Outside the Lines by Malcom Anne

Outside the Lines by Malcom Anne

Author:Malcom, Anne [Malcom, Anne]
Language: eng
Format: mobi
Published: 2016-02-12T05:00:00+00:00


Two Weeks Later

“You get dressed in the dark today girl? You seem to have forgotten your pants,” my grandmother commented as I met her in the common room of her facility. It was as cheerful as a place like that could be, with dated old sofas and an ancient television playing some random game show. Various older people were scattered around, some looking well dressed and relatively stable, others wearing tattered robes and muttering to themselves. The saddest, I thought, was an old woman in fuzzy slippers staring vacantly out the window. Every time I came here, she was sitting in that same spot, staring into the distance.
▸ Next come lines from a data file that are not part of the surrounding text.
use std::collections::HashMap;
use std::collections::hash_map::Entry;

use async_trait::async_trait;
use meter_metrics::MetricSample;
use parking_lot::RwLock;

use crate::store::{Lookup, MetricStore, StoreError};

/// An in-memory [`MetricStore`].
///
/// Writes take an exclusive lock for the duration of a single merge, so concurrent writers to
/// the same key never lose updates. This backend never fails.
#[derive(Debug, Default)]
pub struct MemoryStore {
    entries: RwLock<HashMap<String, MetricSample>>,
}

impl MemoryStore {
    /// Creates an empty store.
    pub fn new() -> Self {
        Self::default()
    }

    /// Creates a store that contains the given samples, merged in order.
    pub fn with_samples(samples: impl IntoIterator<Item = MetricSample>) -> Self {
        let store = Self::new();
        {
            let mut entries = store.entries.write();
            for sample in samples {
                merge_into(&mut entries, sample);
            }
        }
        store
    }

    /// Replaces the entire contents of the store.
    pub fn replace(&self, samples: impl IntoIterator<Item = MetricSample>) {
        let fresh = samples
            .into_iter()
            .map(|sample| (sample.name().to_owned(), sample))
            .collect();
        *self.entries.write() = fresh;
    }

    /// Returns the number of entries.
    pub fn len(&self) -> usize {
        self.entries.read().len()
    }

    /// Returns `true` if the store has no entries.
    pub fn is_empty(&self) -> bool {
        self.entries.read().is_empty()
    }

    pub(crate) fn set_sync(&self, sample: MetricSample) -> MetricSample {
        merge_into(&mut self.entries.write(), sample)
    }

    pub(crate) fn set_many_sync(&self, batch: Vec<MetricSample>) -> Vec<MetricSample> {
        batch.into_iter().map(|sample| self.set_sync(sample)).collect()
    }

    pub(crate) fn get_sync(&self, name: &str) -> Option<MetricSample> {
        self.entries.read().get(name).cloned()
    }

    pub(crate) fn get_many_sync(&self, names: &[String]) -> Lookup {
        let entries = self.entries.read();
        let found = names
            .iter()
            .filter_map(|name| entries.get(name).map(|s| (name.clone(), s.clone())))
            .collect();
        Lookup::from_entries(names, found)
    }

    pub(crate) fn get_all_sync(&self) -> Vec<MetricSample> {
        self.entries.read().values().cloned().collect()
    }
}

fn merge_into(entries: &mut HashMap<String, MetricSample>, sample: MetricSample) -> MetricSample {
    match entries.entry(sample.name().to_owned()) {
        Entry::Occupied(mut entry) => {
            let merged = entry.get().merge(&sample);
            entry.insert(merged.clone());
            merged
        }
        Entry::Vacant(entry) => entry.insert(sample).clone(),
    }
}

#[async_trait]
impl MetricStore for MemoryStore {
    async fn set(&self, sample: MetricSample) -> Result<MetricSample, StoreError> {
        Ok(self.set_sync(sample))
    }

    async fn set_many(&self, batch: Vec<MetricSample>) -> Result<Vec<MetricSample>, StoreError> {
        Ok(self.set_many_sync(batch))
    }

    async fn get(&self, name: &str) -> Result<Option<MetricSample>, StoreError> {
        Ok(self.get_sync(name))
    }

    async fn get_many(&self, names: &[String]) -> Result<Lookup, StoreError> {
        Ok(self.get_many_sync(names))
    }

    async fn get_all(&self) -> Result<Vec<MetricSample>, StoreError> {
        Ok(self.get_all_sync())
    }

    async fn health(&self) -> bool {
        true
    }
}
“What can I say, Grandma, not all of us can have the timeless sense of style you have,” I replied.

My empire line printed dress stopped above my knees and had bell sleeves. My tan over the knee boots meant only a smallish square of skin was showing. I thought I looked awesome, as did Hansen, who showed me his complete appreciation for my boots only hours before. My grandmother did not obviously agree with a self-confessed style savant and a smokin’ hot biker, who seemed to have taken permanent residence in my mind. And maybe my heart.

She shook her head in disapproval. “You’d think I’d taught you nothing,” she snapped.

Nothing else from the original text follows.